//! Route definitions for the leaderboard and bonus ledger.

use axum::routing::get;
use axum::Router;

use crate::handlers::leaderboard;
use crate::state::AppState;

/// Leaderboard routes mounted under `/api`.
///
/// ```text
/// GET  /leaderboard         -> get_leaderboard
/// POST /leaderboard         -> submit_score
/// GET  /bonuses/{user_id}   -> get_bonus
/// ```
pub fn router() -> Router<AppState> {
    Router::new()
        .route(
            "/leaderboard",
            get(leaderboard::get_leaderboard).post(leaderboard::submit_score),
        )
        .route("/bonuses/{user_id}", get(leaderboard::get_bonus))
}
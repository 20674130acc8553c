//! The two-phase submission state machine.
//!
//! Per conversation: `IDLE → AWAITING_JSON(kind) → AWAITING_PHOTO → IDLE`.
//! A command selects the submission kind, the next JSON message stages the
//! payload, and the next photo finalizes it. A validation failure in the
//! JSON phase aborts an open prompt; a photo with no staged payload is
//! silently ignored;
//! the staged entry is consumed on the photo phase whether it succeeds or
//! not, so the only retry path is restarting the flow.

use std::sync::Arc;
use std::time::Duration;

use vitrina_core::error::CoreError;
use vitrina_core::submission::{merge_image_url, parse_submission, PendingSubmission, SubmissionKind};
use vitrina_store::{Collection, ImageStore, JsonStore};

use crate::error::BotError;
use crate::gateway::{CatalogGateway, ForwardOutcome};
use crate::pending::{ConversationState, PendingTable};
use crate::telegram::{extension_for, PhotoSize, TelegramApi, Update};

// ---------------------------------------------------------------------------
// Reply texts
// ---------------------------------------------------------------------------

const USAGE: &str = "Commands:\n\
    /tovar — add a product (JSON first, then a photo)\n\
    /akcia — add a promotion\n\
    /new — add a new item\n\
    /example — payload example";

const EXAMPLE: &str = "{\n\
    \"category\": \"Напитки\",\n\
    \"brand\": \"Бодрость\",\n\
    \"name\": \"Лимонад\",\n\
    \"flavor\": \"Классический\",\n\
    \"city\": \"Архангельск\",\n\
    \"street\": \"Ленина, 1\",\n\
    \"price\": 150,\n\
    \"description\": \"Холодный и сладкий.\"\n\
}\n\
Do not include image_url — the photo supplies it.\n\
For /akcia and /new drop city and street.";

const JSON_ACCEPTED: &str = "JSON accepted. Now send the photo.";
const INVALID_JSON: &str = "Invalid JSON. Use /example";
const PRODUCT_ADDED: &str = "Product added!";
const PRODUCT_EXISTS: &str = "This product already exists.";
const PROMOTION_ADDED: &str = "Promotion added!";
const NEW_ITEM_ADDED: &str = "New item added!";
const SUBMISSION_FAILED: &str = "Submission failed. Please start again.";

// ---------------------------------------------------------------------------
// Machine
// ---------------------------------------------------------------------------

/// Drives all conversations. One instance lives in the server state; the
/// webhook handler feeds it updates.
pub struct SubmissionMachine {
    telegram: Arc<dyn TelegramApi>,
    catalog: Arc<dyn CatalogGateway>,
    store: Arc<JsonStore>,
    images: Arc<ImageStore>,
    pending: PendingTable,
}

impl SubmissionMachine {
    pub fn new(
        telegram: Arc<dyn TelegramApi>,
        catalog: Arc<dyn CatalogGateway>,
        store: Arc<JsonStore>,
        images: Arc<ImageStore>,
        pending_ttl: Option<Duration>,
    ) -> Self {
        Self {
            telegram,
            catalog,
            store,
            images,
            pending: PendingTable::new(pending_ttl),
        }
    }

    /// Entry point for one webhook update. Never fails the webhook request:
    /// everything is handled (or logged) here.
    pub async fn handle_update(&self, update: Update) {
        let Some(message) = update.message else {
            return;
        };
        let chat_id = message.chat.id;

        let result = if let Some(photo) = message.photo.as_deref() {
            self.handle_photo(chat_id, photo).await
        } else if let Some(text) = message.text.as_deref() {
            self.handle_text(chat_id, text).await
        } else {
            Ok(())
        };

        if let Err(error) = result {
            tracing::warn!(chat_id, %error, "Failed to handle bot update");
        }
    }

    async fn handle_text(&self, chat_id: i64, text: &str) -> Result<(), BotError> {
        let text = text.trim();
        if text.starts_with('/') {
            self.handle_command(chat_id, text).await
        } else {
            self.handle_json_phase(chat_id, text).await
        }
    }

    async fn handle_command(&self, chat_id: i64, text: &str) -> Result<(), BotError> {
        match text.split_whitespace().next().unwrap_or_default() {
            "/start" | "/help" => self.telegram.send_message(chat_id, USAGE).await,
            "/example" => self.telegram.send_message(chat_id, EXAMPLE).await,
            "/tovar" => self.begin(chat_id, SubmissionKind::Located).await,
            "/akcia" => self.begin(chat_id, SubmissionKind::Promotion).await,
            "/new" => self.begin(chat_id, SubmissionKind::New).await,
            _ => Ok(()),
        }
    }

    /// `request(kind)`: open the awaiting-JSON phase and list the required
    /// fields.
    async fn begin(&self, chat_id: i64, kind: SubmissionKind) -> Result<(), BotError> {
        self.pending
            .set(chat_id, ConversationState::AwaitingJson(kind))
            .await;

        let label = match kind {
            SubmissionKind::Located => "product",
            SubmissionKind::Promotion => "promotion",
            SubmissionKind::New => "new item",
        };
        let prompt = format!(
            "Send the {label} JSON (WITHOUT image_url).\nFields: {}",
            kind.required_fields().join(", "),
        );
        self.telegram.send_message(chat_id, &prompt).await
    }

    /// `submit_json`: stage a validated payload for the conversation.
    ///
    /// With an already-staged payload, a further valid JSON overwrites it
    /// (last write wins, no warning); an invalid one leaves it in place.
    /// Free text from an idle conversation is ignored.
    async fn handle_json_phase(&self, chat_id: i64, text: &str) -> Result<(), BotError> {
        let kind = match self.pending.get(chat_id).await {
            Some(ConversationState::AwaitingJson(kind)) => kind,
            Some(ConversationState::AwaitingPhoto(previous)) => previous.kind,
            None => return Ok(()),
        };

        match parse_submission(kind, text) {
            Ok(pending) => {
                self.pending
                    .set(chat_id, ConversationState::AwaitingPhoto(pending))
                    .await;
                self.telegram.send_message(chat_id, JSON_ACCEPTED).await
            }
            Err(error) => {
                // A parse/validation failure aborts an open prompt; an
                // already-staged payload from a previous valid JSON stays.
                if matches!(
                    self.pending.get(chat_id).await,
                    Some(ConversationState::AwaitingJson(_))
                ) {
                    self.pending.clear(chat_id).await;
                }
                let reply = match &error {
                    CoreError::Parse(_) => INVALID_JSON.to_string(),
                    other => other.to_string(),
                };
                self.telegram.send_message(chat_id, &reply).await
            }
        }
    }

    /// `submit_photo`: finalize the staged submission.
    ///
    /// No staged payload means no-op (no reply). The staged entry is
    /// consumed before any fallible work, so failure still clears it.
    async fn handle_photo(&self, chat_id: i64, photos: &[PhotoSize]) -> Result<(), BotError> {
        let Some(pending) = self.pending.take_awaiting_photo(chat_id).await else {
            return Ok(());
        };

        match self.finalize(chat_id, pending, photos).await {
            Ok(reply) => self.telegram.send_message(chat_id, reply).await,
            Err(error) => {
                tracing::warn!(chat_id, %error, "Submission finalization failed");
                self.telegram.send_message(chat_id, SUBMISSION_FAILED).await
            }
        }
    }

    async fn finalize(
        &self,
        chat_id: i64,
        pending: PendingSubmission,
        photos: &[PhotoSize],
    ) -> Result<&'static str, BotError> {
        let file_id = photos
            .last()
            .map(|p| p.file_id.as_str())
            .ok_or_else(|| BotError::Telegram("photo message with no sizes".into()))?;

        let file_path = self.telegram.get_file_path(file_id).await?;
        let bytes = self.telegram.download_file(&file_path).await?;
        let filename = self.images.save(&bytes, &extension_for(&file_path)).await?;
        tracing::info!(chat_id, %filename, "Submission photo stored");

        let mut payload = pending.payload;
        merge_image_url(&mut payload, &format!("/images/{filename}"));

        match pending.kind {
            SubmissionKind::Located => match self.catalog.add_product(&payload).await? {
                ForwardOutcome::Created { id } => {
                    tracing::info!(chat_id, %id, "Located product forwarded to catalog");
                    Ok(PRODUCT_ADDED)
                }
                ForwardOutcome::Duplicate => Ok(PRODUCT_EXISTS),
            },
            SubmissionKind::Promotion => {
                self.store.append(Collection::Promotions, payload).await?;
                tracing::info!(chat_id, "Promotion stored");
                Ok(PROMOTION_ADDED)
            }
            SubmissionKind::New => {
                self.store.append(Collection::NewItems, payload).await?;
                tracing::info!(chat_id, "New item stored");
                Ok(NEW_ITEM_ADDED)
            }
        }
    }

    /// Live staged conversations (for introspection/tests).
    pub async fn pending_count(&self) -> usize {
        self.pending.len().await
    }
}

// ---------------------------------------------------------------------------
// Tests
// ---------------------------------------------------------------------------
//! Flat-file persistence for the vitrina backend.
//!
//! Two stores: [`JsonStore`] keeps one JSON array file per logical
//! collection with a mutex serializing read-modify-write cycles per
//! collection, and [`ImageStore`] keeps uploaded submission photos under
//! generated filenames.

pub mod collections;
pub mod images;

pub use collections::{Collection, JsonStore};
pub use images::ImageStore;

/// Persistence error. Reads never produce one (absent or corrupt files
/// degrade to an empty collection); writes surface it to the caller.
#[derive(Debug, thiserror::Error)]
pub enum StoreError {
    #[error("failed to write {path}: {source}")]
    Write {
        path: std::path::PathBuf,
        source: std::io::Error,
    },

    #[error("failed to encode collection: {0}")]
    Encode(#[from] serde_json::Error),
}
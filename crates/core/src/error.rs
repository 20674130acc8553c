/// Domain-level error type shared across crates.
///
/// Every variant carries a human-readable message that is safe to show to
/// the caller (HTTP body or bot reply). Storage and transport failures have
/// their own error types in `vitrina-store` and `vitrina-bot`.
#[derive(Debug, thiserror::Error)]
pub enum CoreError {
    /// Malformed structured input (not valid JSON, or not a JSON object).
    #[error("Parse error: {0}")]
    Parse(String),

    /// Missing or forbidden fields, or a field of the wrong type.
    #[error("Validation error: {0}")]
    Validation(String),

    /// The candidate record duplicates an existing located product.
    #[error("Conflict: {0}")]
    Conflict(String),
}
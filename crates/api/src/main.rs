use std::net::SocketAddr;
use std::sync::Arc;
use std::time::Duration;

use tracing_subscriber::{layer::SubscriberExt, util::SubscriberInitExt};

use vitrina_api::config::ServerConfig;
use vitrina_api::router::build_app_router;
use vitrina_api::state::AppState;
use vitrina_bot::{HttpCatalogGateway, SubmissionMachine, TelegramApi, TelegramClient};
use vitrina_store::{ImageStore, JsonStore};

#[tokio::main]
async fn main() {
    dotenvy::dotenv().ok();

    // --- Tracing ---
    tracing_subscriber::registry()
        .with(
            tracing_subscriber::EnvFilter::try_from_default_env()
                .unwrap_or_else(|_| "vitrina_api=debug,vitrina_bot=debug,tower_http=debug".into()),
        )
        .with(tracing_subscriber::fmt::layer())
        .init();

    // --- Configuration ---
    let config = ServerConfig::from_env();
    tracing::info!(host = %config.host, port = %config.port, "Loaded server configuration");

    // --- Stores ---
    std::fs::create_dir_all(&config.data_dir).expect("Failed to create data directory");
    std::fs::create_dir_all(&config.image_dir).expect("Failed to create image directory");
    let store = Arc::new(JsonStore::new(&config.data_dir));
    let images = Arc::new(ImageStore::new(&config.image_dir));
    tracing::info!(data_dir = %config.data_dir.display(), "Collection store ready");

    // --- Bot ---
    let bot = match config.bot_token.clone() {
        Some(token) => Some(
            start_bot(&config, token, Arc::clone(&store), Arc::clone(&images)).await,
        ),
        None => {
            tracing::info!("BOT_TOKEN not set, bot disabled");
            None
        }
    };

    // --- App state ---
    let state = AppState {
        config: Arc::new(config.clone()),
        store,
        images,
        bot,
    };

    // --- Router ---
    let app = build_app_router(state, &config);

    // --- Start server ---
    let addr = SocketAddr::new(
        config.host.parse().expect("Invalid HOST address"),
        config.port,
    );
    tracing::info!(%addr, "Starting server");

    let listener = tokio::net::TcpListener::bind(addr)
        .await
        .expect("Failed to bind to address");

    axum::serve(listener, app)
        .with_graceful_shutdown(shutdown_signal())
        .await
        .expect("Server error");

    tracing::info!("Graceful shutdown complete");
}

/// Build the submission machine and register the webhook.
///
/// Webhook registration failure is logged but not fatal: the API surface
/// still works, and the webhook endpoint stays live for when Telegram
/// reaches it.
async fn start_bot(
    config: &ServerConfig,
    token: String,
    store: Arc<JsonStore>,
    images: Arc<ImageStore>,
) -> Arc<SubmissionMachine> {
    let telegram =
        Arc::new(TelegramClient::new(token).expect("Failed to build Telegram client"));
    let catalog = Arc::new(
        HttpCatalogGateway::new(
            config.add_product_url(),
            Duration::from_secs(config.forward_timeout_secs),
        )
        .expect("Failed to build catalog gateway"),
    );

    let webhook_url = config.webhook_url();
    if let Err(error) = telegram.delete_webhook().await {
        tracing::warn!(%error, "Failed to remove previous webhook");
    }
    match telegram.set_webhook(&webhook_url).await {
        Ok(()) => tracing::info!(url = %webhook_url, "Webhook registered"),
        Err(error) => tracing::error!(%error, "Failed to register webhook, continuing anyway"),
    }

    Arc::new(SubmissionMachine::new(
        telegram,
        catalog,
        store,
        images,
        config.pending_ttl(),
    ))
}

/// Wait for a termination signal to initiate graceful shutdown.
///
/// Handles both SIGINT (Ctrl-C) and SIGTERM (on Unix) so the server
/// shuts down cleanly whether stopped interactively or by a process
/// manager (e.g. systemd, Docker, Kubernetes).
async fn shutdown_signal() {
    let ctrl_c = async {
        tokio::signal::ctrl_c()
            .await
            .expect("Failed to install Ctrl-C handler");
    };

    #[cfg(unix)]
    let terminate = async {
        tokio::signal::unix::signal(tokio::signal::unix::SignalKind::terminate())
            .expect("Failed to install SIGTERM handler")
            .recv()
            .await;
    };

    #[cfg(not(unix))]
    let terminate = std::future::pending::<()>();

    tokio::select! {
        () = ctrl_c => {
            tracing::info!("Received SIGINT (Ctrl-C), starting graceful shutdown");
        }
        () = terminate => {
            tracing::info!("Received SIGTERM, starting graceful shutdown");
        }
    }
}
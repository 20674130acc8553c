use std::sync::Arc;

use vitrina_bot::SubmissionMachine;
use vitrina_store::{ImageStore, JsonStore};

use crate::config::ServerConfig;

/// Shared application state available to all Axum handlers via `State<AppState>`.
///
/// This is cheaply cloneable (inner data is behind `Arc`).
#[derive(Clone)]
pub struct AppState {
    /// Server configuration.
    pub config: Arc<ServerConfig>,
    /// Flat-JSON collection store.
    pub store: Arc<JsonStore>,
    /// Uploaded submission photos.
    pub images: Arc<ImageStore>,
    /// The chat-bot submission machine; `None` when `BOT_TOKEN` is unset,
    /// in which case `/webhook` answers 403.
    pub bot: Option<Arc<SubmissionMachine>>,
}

*THE TASK*:
Filter the entries above and copy only the lines that hold "Option".

*REPLY*:
        pending_ttl: Option<Duration>,
    pub bot: Option<Arc<SubmissionMachine>>,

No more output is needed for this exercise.